*EXERCISE*:
Across these entries, work out how many lines carry the string "EngineResources", and give only that number.

MATERIAL SHOWN START

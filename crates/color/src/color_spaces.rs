/// RGB/HSV conversions shared by host-side sampling and the mask shader

/// Convert normalized RGB to HSV.
///
/// Hue is a fraction of a full turn in [0, 1). Achromatic input (max == min)
/// yields hue 0, black yields saturation 0.
pub fn rgb_to_hsv(r: f32, g: f32, b: f32) -> (f32, f32, f32) {
    let max = r.max(g).max(b);
    let min = r.min(g).min(b);
    let delta = max - min;

    let v = max;
    let s = if max == 0.0 { 0.0 } else { delta / max };

    let h = if delta == 0.0 {
        0.0
    } else if max == r {
        let offset = if g < b { 6.0 } else { 0.0 };
        ((g - b) / delta + offset) / 6.0
    } else if max == g {
        ((b - r) / delta + 2.0) / 6.0
    } else {
        ((r - g) / delta + 4.0) / 6.0
    };

    (h, s, v)
}

/// Convert HSV back to normalized RGB. Hue outside [0, 1) wraps.
pub fn hsv_to_rgb(h: f32, s: f32, v: f32) -> (f32, f32, f32) {
    let h = wrap_hue(h) * 6.0;
    let sector = h.floor();
    let f = h - sector;
    let p = v * (1.0 - s);
    let q = v * (1.0 - f * s);
    let t = v * (1.0 - (1.0 - f) * s);

    match sector as i32 % 6 {
        0 => (v, t, p),
        1 => (q, v, p),
        2 => (p, v, t),
        3 => (p, q, v),
        4 => (t, p, v),
        _ => (v, p, q),
    }
}

/// Wrap a hue into [0, 1).
pub fn wrap_hue(h: f32) -> f32 {
    let wrapped = h.rem_euclid(1.0);
    // rem_euclid can round up to exactly 1.0 for tiny negative inputs
    if wrapped >= 1.0 {
        0.0
    } else {
        wrapped
    }
}

/// Circular distance between two hues; 0 and 1 are adjacent.
pub fn hue_distance(a: f32, b: f32) -> f32 {
    let d = (wrap_hue(a) - wrap_hue(b)).abs();
    d.min(1.0 - d)
}

#[cfg(test)]
mod tests {
    use super::*;

    const EPS: f32 = 1e-5;

    fn close(a: (f32, f32, f32), b: (f32, f32, f32)) -> bool {
        (a.0 - b.0).abs() < EPS && (a.1 - b.1).abs() < EPS && (a.2 - b.2).abs() < EPS
    }

    #[test]
    fn test_primary_hues() {
        assert!(close(rgb_to_hsv(1.0, 0.0, 0.0), (0.0, 1.0, 1.0)));
        assert!(close(rgb_to_hsv(0.0, 1.0, 0.0), (1.0 / 3.0, 1.0, 1.0)));
        assert!(close(rgb_to_hsv(0.0, 0.0, 1.0), (2.0 / 3.0, 1.0, 1.0)));
        // magenta sits just below the wrap point
        assert!(close(rgb_to_hsv(1.0, 0.0, 1.0), (5.0 / 6.0, 1.0, 1.0)));
    }

    #[test]
    fn test_achromatic_has_zero_hue() {
        let (h, s, v) = rgb_to_hsv(0.4, 0.4, 0.4);
        assert_eq!(h, 0.0);
        assert_eq!(s, 0.0);
        assert!((v - 0.4).abs() < EPS);

        assert_eq!(rgb_to_hsv(0.0, 0.0, 0.0), (0.0, 0.0, 0.0));
    }

    #[test]
    fn test_round_trip_over_grid() {
        let steps = 17;
        for ri in 0..steps {
            for gi in 0..steps {
                for bi in 0..steps {
                    let rgb = (
                        ri as f32 / (steps - 1) as f32,
                        gi as f32 / (steps - 1) as f32,
                        bi as f32 / (steps - 1) as f32,
                    );
                    let (h, s, v) = rgb_to_hsv(rgb.0, rgb.1, rgb.2);
                    let back = hsv_to_rgb(h, s, v);
                    assert!(close(rgb, back), "{rgb:?} -> ({h}, {s}, {v}) -> {back:?}");
                }
            }
        }
    }

    #[test]
    fn test_zero_saturation_ignores_hue() {
        for h in [0.0, 0.25, 0.7, 0.99] {
            let rgb = hsv_to_rgb(h, 0.0, 0.6);
            assert!(close(rgb, (0.6, 0.6, 0.6)));
        }
    }

    #[test]
    fn test_hue_distance_wraps() {
        assert!((hue_distance(0.02, 0.98) - 0.04).abs() < EPS);
        assert!((hue_distance(1.02, 0.98) - 0.04).abs() < EPS);
        assert!((hue_distance(0.98, 0.02) - 0.04).abs() < EPS);
        assert!((hue_distance(0.1, 0.6) - 0.5).abs() < EPS);
        assert_eq!(hue_distance(0.3, 0.3), 0.0);
    }

    #[test]
    fn test_wrap_hue_negative() {
        assert!((wrap_hue(-0.25) - 0.75).abs() < EPS);
        assert!(wrap_hue(-1e-9) < 1.0);
    }
}
struct EngineResources {
    stages: ShaderStageSet,
    uniforms: PassUniforms,
    identity_bind_group: wgpu::BindGroup,
    display_bind_group: wgpu::BindGroup,
    preview_bind_group: wgpu::BindGroup,
}

/// Final destination of the composite pass.
enum CompositeTarget<'a> {
    Display(&'a wgpu::TextureView),
    Buffer,
}

/// Frequency-separation retouch pipeline over one device.
///
/// Every rendering call takes `&mut self`: the pool, pipelines and uniform
/// buffers belong to this engine alone and passes run in a fixed order.
pub struct RetouchEngine {
    device: Arc<wgpu::Device>,
    queue: Arc<wgpu::Queue>,
    config: EngineConfig,
    resources: Option<EngineResources>,
    pool: Option<RenderTargetPool>,
    readback: Option<ReadbackBuffer>,
    has_buffer_frame: bool,
}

MATERIAL SHOWN END

*WRITTEN RESPONSE*:
2